- **Saved data entries**:
------------------------------------
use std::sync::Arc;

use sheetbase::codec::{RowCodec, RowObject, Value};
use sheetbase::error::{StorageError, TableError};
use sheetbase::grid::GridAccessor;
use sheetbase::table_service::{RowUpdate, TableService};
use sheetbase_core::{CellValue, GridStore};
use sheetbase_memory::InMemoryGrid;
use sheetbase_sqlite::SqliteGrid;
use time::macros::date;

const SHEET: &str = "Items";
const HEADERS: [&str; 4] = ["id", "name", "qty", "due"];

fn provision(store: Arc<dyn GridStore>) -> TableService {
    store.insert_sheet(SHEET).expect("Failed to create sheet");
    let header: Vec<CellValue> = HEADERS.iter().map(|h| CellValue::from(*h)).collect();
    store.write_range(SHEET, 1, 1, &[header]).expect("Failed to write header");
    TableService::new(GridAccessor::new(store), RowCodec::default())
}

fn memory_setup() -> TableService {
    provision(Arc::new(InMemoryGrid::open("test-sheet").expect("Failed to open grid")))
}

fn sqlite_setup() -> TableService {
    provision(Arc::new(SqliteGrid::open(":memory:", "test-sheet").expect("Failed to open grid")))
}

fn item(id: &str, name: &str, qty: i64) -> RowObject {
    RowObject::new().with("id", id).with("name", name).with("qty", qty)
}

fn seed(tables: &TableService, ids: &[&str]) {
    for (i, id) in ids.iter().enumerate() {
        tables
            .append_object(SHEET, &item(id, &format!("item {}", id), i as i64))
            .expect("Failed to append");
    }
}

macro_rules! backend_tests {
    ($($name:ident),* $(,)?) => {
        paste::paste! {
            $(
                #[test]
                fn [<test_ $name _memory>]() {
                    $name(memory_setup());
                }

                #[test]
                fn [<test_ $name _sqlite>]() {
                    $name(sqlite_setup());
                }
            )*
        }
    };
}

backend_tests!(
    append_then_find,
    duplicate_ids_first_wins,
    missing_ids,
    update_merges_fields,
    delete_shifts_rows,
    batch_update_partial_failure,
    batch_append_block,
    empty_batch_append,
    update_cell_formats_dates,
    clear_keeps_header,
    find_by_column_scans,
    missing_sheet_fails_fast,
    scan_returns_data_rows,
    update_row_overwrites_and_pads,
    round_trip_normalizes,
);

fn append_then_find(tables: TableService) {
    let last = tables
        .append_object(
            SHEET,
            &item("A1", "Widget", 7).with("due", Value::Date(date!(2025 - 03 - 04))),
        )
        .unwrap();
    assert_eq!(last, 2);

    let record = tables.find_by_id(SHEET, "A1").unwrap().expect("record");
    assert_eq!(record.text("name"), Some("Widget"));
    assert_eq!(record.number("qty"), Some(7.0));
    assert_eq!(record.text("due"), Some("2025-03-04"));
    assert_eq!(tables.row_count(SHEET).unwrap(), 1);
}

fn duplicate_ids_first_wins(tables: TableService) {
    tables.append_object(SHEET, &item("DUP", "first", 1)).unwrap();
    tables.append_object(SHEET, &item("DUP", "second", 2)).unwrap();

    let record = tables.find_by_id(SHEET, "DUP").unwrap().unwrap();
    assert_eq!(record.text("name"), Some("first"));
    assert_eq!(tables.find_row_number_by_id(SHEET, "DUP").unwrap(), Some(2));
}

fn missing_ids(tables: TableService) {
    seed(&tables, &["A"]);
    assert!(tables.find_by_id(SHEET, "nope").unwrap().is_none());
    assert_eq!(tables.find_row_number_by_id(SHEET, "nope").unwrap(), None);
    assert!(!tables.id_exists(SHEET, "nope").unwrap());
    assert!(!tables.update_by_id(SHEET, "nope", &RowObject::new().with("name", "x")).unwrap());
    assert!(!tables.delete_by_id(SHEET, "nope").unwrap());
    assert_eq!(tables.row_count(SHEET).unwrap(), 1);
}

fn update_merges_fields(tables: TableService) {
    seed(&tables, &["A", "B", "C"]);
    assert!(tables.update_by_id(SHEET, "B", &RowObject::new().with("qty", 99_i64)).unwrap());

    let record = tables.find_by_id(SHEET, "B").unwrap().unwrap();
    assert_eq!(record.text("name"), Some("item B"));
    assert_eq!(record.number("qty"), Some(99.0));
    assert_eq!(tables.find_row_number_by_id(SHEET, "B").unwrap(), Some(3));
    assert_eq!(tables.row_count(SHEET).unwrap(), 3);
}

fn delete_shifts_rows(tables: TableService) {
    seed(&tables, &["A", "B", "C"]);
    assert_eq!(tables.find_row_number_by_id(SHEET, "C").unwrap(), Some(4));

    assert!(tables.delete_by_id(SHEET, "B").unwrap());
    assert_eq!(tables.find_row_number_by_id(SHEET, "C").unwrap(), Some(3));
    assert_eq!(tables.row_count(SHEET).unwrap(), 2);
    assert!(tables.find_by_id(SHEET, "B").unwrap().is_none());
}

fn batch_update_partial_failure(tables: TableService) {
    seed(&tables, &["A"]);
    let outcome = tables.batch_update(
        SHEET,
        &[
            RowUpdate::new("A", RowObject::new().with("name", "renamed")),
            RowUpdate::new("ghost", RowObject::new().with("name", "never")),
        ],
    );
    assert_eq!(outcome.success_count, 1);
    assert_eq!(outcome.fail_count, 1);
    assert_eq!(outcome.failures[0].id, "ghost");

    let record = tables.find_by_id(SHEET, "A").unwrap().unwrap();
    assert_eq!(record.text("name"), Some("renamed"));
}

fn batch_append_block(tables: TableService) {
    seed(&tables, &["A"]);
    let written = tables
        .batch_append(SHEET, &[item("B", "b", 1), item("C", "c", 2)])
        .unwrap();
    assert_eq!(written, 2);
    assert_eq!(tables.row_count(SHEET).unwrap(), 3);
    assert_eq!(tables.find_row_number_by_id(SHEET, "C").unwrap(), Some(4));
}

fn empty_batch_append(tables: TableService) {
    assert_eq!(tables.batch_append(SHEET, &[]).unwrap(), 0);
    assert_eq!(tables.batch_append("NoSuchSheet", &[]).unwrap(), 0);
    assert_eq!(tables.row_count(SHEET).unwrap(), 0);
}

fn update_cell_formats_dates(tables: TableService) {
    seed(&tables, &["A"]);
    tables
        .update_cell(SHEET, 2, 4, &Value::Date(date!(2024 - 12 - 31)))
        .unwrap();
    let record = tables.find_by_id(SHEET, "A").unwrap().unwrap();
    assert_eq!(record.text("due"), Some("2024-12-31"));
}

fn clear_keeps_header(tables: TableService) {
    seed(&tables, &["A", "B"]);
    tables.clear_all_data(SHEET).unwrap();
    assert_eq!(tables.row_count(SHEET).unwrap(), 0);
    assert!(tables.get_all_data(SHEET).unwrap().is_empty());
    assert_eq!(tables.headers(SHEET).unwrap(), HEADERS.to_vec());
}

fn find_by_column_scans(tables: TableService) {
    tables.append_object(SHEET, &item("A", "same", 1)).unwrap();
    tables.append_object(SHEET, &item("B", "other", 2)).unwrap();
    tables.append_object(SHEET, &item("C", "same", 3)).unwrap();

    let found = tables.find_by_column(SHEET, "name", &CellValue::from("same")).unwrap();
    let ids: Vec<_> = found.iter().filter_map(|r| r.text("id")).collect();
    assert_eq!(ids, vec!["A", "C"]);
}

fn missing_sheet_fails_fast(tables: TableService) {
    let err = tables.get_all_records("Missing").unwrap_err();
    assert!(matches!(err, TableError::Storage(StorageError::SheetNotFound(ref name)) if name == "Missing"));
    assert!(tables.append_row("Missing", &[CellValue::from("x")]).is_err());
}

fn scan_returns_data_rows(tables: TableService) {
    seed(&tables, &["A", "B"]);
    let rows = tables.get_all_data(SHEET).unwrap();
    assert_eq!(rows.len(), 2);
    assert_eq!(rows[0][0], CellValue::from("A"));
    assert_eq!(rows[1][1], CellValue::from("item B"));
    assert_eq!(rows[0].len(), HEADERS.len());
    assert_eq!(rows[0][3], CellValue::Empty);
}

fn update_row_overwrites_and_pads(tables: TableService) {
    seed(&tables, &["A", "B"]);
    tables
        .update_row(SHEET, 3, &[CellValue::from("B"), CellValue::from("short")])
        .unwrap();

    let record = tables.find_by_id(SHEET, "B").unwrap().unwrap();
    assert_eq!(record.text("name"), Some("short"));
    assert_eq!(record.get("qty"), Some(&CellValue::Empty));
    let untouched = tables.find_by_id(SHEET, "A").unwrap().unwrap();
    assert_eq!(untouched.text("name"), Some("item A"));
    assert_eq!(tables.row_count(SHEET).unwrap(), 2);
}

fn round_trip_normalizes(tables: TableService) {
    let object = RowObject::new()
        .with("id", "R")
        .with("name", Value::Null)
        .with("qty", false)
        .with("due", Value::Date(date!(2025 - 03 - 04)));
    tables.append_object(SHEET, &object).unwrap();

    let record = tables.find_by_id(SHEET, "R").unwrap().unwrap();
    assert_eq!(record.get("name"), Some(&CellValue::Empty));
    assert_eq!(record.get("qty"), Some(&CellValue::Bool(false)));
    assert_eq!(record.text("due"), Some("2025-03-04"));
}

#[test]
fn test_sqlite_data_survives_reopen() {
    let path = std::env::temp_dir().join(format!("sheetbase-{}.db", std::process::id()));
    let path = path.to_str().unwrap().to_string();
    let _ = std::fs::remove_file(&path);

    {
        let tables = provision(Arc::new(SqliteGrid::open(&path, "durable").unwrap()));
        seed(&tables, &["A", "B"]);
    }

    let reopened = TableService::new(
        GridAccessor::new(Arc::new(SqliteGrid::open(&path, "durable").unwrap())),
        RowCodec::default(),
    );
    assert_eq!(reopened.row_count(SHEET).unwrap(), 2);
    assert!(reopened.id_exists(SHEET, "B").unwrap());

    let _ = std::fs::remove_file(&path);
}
------------------------------------
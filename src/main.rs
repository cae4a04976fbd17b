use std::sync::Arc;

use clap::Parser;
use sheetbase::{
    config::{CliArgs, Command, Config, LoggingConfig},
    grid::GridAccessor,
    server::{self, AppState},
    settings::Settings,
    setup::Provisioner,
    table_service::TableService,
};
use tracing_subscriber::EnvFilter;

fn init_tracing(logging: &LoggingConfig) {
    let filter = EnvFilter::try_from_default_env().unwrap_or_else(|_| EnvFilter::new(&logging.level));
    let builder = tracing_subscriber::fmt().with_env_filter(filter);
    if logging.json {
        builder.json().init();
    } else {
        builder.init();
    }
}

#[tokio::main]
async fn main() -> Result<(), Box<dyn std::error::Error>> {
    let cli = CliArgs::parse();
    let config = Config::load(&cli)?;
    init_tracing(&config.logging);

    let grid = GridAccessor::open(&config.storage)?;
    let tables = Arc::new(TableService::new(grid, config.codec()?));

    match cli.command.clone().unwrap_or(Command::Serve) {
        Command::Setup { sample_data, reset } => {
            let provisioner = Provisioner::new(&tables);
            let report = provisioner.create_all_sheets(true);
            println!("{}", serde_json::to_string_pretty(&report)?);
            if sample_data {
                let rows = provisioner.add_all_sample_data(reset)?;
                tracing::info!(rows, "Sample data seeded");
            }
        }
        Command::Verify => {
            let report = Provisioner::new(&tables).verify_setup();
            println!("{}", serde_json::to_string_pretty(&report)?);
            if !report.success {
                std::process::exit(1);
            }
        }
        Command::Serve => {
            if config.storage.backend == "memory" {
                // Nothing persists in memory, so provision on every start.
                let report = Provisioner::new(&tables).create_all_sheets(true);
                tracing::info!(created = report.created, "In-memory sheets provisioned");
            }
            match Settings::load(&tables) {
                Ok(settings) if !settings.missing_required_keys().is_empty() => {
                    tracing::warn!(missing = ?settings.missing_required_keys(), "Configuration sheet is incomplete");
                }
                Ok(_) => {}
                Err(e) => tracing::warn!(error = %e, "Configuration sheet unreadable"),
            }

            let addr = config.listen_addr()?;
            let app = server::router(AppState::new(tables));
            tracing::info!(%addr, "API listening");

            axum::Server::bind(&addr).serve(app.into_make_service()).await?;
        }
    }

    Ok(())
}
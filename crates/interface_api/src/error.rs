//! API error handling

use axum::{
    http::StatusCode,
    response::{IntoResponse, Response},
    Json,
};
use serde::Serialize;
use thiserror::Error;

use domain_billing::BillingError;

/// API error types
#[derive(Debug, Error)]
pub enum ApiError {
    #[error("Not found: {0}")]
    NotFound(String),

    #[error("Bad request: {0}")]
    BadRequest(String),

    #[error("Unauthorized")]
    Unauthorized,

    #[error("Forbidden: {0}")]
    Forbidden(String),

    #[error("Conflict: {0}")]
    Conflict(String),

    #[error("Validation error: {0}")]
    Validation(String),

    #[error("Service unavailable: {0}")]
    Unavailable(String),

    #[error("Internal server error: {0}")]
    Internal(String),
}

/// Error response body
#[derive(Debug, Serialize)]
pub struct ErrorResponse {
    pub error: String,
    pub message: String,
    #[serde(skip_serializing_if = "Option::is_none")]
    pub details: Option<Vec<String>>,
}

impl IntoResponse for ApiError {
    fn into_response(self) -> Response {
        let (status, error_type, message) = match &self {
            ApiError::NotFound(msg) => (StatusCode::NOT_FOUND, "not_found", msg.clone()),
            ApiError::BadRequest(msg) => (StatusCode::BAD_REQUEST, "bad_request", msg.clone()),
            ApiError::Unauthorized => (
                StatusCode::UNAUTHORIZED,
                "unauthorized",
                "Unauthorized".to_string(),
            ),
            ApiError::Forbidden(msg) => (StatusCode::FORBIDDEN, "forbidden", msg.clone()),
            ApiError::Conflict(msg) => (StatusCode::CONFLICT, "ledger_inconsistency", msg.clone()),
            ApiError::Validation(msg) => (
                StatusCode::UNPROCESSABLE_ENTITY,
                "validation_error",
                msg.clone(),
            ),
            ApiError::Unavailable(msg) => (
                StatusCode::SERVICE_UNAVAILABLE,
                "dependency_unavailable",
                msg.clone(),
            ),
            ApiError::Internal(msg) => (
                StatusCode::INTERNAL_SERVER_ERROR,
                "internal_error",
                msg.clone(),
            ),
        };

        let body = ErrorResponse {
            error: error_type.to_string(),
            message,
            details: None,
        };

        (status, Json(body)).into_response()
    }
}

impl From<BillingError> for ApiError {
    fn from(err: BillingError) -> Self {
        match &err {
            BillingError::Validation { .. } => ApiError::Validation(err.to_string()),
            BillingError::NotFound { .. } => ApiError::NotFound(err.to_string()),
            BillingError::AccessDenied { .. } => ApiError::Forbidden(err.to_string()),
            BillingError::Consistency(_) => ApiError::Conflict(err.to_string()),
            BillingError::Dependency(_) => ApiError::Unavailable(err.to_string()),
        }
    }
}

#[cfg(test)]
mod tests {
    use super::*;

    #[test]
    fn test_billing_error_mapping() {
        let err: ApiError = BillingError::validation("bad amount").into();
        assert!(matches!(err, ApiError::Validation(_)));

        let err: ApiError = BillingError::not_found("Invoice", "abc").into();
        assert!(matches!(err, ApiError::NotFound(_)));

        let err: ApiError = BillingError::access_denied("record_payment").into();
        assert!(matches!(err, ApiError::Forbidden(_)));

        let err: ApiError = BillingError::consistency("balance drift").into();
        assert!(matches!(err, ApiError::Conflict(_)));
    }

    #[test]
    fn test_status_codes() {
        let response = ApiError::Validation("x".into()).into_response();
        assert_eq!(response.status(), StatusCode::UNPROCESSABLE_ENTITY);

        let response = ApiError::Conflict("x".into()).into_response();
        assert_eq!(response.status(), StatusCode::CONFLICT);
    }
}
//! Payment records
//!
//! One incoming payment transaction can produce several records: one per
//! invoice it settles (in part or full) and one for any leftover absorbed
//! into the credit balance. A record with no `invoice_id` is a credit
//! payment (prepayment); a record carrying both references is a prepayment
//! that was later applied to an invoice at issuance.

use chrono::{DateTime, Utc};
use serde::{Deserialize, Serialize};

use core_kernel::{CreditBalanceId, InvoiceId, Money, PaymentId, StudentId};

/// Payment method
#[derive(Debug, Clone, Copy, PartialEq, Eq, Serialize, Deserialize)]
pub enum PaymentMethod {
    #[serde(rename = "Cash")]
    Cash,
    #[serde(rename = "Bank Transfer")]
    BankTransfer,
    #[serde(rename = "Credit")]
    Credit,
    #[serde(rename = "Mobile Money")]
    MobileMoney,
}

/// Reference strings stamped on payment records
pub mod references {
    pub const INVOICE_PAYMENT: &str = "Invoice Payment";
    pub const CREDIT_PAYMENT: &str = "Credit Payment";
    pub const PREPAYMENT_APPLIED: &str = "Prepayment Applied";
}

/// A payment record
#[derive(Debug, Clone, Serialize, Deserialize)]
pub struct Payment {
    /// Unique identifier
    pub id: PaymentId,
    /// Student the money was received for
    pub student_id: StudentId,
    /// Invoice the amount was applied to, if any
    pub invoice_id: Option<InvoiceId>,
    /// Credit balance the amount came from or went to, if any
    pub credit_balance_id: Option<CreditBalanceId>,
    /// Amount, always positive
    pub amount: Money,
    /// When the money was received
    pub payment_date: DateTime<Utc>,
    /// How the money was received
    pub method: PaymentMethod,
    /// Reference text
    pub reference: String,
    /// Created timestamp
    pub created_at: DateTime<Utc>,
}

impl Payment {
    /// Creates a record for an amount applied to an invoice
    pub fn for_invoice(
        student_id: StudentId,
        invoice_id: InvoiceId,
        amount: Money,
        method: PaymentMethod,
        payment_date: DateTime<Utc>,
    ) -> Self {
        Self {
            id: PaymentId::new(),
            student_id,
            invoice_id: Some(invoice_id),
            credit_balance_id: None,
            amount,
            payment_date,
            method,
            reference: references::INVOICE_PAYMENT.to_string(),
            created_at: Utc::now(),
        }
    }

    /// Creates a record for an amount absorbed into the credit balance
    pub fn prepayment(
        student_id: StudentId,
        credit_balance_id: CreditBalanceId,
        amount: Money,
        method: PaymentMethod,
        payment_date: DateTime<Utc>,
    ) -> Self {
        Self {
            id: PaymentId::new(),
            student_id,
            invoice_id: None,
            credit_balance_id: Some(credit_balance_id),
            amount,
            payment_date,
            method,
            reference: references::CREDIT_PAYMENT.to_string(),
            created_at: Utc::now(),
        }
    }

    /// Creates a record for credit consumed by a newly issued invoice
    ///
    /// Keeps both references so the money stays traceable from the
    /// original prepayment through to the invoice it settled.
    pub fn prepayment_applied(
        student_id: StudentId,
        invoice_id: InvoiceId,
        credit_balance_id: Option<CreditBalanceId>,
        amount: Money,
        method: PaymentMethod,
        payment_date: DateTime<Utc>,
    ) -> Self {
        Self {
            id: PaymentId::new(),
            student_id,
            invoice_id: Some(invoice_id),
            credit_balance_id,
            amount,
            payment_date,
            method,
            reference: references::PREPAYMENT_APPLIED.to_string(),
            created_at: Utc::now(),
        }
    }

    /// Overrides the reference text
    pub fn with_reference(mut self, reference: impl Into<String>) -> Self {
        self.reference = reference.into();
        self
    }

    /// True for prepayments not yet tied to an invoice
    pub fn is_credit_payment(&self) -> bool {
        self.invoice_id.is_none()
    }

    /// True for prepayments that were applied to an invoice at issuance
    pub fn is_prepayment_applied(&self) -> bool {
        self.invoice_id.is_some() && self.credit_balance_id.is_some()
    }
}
------------------------------------
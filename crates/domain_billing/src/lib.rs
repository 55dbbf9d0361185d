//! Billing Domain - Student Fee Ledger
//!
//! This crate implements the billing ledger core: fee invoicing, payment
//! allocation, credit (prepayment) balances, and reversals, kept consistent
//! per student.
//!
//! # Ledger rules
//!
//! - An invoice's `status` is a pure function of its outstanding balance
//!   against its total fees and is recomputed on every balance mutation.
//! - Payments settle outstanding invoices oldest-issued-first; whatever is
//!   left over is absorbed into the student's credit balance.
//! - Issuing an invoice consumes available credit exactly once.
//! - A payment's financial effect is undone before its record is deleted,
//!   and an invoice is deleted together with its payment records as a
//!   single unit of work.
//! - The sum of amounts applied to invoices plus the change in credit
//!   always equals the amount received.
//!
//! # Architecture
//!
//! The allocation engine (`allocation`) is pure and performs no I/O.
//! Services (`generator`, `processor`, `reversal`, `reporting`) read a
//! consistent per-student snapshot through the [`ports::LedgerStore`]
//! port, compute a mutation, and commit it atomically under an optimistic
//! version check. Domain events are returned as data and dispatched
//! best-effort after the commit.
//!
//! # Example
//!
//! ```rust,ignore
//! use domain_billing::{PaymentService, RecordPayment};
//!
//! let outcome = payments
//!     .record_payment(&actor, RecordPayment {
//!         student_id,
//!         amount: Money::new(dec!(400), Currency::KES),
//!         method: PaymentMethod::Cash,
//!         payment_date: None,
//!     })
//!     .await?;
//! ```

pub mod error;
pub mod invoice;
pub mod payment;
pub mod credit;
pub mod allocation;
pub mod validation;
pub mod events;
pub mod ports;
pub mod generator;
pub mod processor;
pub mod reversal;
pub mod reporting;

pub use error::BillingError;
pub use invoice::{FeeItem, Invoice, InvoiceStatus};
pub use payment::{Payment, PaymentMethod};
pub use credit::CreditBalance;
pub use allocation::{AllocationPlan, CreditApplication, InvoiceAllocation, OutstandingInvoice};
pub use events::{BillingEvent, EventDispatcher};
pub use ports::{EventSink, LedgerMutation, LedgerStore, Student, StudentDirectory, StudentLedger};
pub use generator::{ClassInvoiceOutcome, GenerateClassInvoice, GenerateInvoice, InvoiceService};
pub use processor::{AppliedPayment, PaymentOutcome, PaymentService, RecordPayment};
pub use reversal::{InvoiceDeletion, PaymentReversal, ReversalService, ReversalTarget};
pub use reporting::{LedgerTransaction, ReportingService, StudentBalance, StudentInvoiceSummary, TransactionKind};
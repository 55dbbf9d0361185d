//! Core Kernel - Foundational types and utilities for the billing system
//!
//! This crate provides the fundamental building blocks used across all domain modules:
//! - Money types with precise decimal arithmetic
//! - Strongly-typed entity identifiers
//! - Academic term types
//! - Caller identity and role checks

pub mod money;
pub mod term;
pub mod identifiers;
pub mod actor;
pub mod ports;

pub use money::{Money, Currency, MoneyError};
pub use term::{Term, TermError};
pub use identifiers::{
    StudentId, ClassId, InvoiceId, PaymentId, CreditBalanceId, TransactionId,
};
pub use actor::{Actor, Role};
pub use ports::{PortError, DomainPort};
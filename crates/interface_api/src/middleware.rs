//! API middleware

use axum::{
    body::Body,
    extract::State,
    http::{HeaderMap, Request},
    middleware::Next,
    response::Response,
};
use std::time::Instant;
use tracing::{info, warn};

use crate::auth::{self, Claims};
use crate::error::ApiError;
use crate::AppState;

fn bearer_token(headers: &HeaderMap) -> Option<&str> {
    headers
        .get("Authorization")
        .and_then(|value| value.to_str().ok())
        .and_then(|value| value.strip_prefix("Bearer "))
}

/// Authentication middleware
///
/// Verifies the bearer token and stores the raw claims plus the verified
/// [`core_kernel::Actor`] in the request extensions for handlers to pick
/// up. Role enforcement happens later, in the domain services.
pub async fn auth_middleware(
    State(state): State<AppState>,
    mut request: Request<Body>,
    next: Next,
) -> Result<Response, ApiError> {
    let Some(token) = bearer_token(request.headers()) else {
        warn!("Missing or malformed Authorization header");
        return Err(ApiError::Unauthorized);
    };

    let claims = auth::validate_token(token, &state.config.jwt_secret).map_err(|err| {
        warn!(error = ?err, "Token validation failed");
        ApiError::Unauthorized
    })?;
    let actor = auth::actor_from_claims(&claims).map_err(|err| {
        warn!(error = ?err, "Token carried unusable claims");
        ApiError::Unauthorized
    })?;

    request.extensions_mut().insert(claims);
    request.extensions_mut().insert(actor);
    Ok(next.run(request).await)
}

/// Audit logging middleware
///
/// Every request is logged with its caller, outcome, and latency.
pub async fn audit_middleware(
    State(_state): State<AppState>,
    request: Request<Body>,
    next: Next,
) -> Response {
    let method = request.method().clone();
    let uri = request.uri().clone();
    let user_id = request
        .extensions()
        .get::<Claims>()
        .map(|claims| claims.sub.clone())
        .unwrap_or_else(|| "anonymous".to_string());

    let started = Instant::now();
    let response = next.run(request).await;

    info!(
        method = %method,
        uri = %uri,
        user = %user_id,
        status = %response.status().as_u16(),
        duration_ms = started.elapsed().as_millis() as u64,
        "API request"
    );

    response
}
------------------------------------
- **Instructions to follow**: Find the string "ports" in the entries above and return each line that holds it.

- **Exercise output**:
//! consistent per-student snapshot through the [`ports::LedgerStore`]
pub mod ports;
pub use ports::{EventSink, LedgerMutation, LedgerStore, Student, StudentDirectory, StudentLedger};
pub mod ports;
pub use ports::{PortError, DomainPort};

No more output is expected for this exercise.